Nous sommes en 1937 dans la région
parisienne le Père travaille en tant que garçon maçon
et chaque jours c’est le
trajet Paris 15e vers Clamart
et retour à vélo ,suite a la vente de la Terrot
HSSO de 1927
a un oncle dans l’Yonne.
L’auto le tente
mais elles sont rares et chères et puis la moto c’est la
liberté totale. Promu chef maçon , le désir
de reprendre le guidon le taraude ;
Il
rencontre un vieux pote :Victor Walk, agent Indian et Renè
Gillet rue Mathieu a St ouen qui lui propose un attelage 1000 J René Gillet + Side 2 places dont je ne sais plus quelle
marque . L’affaire se fait et l’apprentissage de
la conduite commence au début assez hasardeuse et chaotique ;
puis l’habitude s’installe….
Nous partions ,souvent
le dimanche, ma mère sur le tand-sad et moi dans le side
pour une virée dans le bois de Meudon.
La semaine de conge
annuel (eh! oui) arrivait et nous devions nous rendre pour visiter
la famille dans la Sarthe
Le matin du départ,
dès 6 h, nous étions fins près
avec les bagages, les outils et le pneu de secours sur le nez du
side.
Le cérémonial
de départ : avance a zéro,
un soupçon de gaz, l’air fermé ,action sur le titilleur
du carbu puis debout sur le kick pour passer une compression ,un
bon coup de jarret et le bicylindre s’ebroue sans se faire prier . Le père enfonce sa casquette , ferme
soigneusement son cuir, ajuste ses lunettes …. première
et nous voilà partis ; la ville s’éloigne
….. J’ai une vue magnifique sur la campagne .nous traversons
les villages qui s’éveillent et dont je sens la chaleur et les odeurs. A ma gauche, de
temps en temps, j’admire le travail des ressorts de soupapes que
laissent entrevoir les fourreaux argentés du moteur ;
l’échappement est couvert par
le vent de la course.
Il
me semble encore entendre ces bruits mécaniques
au régime de croisière de 80 km/h Le voyage se poursuit
avec quelques arrêts : Rambouillet, puis
Chartres pour faire le plein (reservoir de 12 litres)
Plus tard, vers Brou,
le moteur a le hoquet, on ferme l’air un court instant pour avaler
quelques saletés qui sont venues obstruer le gicleur de marche
puis ça repart…. Vers midi nous sommes a Mondoubleau, des
arrets pipi et pour grignoter un brin (le père a son litre)
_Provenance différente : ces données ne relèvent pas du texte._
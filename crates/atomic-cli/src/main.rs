//! atomic-install CLI
//!
//! Installs a source tree over a destination tree through a journaled,
//! resumable transaction.

mod cli;
mod error;
mod output;
mod signals;

use std::sync::Arc;
use std::sync::atomic::AtomicBool;

use atomic_core::{JournalOrigin, MergeEngine, MergeLayout, Outcome, open_journal};
use clap::Parser;
use colored::Colorize;
use tracing_subscriber::{EnvFilter, FmtSubscriber};

use cli::Cli;
use error::{CliError, Result};
use output::ConsoleReporter;

fn main() {
    let cli = Cli::parse();
    init_tracing(cli.verbose);

    if let Err(e) = run(&cli) {
        eprintln!("{}: {}", "error".red().bold(), e);
        std::process::exit(e.exit_code());
    }
}

/// `RUST_LOG` wins when set; otherwise warnings only, or debug with `--verbose`.
fn init_tracing(verbose: bool) {
    let default = if verbose { "debug" } else { "warn" };
    let filter = EnvFilter::try_from_default_env().unwrap_or_else(|_| EnvFilter::new(default));
    let subscriber = FmtSubscriber::builder()
        .with_env_filter(filter)
        .with_writer(std::io::stderr)
        .with_target(verbose)
        .finish();
    if let Err(e) = tracing::subscriber::set_global_default(subscriber) {
        eprintln!("{}: failed to set up logging: {e}", "warning".yellow().bold());
    }
}

fn run(cli: &Cli) -> Result<()> {
    let interrupt = Arc::new(AtomicBool::new(false));
    signals::install(&interrupt)?;

    let options = cli.merge_options();
    let (journal, origin) = open_journal(&cli.journal, &cli.source, &options)?;
    if origin == JournalOrigin::Created {
        tracing::debug!(journal = %cli.journal.display(), entries = journal.files().len(), "journal created");
    }

    let layout = MergeLayout::new(cli.source.clone(), cli.dest.clone());
    let mut reporter = ConsoleReporter::stdout();
    reporter.journal_opened(origin, options.rollback);
    let engine = MergeEngine::new(journal, layout, options, &mut reporter)
        .with_interrupt(Arc::clone(&interrupt));

    match engine.run()? {
        Outcome::Interrupted(state) => Err(CliError::Interrupted { state }),
        Outcome::Installed | Outcome::RolledBack | Outcome::Paused(_) => Ok(()),
    }
}
//! Temporary workspace holding a source tree, a destination tree and a
//! journal path.

use std::collections::BTreeMap;
use std::fs;
use std::path::{Path, PathBuf};

use tempfile::TempDir;

use crate::tree::{Node, snapshot, write_tree};

/// A throwaway merge setup.
///
/// Layout inside the temporary directory:
///
/// ```text
/// <tmp>/src/       tree to install
/// <tmp>/dest/      tree being replaced
/// <tmp>/journal    transaction journal (not created)
/// ```
pub struct MergeWorkspace {
    dir: TempDir,
}

impl MergeWorkspace {
    /// Create empty `src/` and `dest/` directories.
    pub fn new() -> Self {
        let dir = TempDir::new().expect("Failed to create temp directory");
        fs::create_dir(dir.path().join("src")).expect("Failed to create src");
        fs::create_dir(dir.path().join("dest")).expect("Failed to create dest");
        Self { dir }
    }

    /// Workspace populated with the given source and destination files.
    pub fn with_trees(source: &[(&str, &str)], dest: &[(&str, &str)]) -> Self {
        let ws = Self::new();
        ws.write_source(source);
        ws.write_dest(dest);
        ws
    }

    pub fn root(&self) -> &Path {
        self.dir.path()
    }

    pub fn source(&self) -> PathBuf {
        self.dir.path().join("src")
    }

    pub fn dest(&self) -> PathBuf {
        self.dir.path().join("dest")
    }

    pub fn journal(&self) -> PathBuf {
        self.dir.path().join("journal")
    }

    pub fn write_source(&self, files: &[(&str, &str)]) {
        write_tree(&self.source(), files);
    }

    pub fn write_dest(&self, files: &[(&str, &str)]) {
        write_tree(&self.dest(), files);
    }

    pub fn source_snapshot(&self) -> BTreeMap<String, Node> {
        snapshot(&self.source())
    }

    pub fn dest_snapshot(&self) -> BTreeMap<String, Node> {
        snapshot(&self.dest())
    }

    /// Assert that a file exists under `dest/`.
    ///
    /// # Panics
    /// Panics if the file does not exist.
    pub fn assert_dest_file(&self, rel: &str, contents: &str) {
        let path = self.dest().join(rel);
        let actual = fs::read_to_string(&path)
            .unwrap_or_else(|e| panic!("Expected file to exist: {} ({e})", path.display()));
        assert_eq!(
            actual,
            contents,
            "File {} has unexpected contents",
            path.display()
        );
    }

    /// Assert that nothing, not even a dangling symlink, exists under `dest/`.
    ///
    /// # Panics
    /// Panics if the entry exists.
    pub fn assert_dest_missing(&self, rel: &str) {
        let path = self.dest().join(rel);
        assert!(
            fs::symlink_metadata(&path).is_err(),
            "Expected entry to not exist: {}",
            path.display()
        );
    }

    pub fn assert_journal_exists(&self) {
        assert!(
            self.journal().exists(),
            "Expected journal to exist: {}",
            self.journal().display()
        );
    }

    pub fn assert_journal_missing(&self) {
        assert!(
            !self.journal().exists(),
            "Expected journal to be gone: {}",
            self.journal().display()
        );
    }

    /// Entries under `dest/` carrying a staging or backup decoration.
    pub fn leftovers(&self) -> Vec<String> {
        self.dest_snapshot()
            .into_keys()
            .filter(|rel| {
                rel.ends_with(".~ai-new~") || rel.ends_with(".~ai-old~") || rel.ends_with(".~ai-dir~")
            })
            .collect()
    }
}

impl Default for MergeWorkspace {
    fn default() -> Self {
        Self::new()
    }
}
.Maman a mal aux reins ,elle vient me rejoindre dans le side .Nous
repartons et a Bresse sur Braye
un plein de 8 l. plus un peu d’huile SAE
30 dans le réservoir d’huile vont nous amener
a notre destination ou nous sommes attendus .
Nous arrivons à13
h .L’accueil est monumental (pouah ça
pique et ça colle ! enfin c’est la famille
. ) avec cidre et rillettes mais le père
préfère le Noa* du grand père.
Ce fut notre seul grand voyage. La René
Gillet n’a jamais rechigné pendant le retour
vers Paris.
Quelques temps plus
tard, au printemps 39 ,l’armée
française réquisitionne la moto et la mort dans l’âme, le père a du conduire son attelage
a la gare des Batignolles ou il a remis la moto et le volet C (carte grise de l’époque)aux
autorités contre une somme d’argent dérisoire…. Une grande parenthèse
s’ouvre et le père fut mobilisé puis fait prisonnier.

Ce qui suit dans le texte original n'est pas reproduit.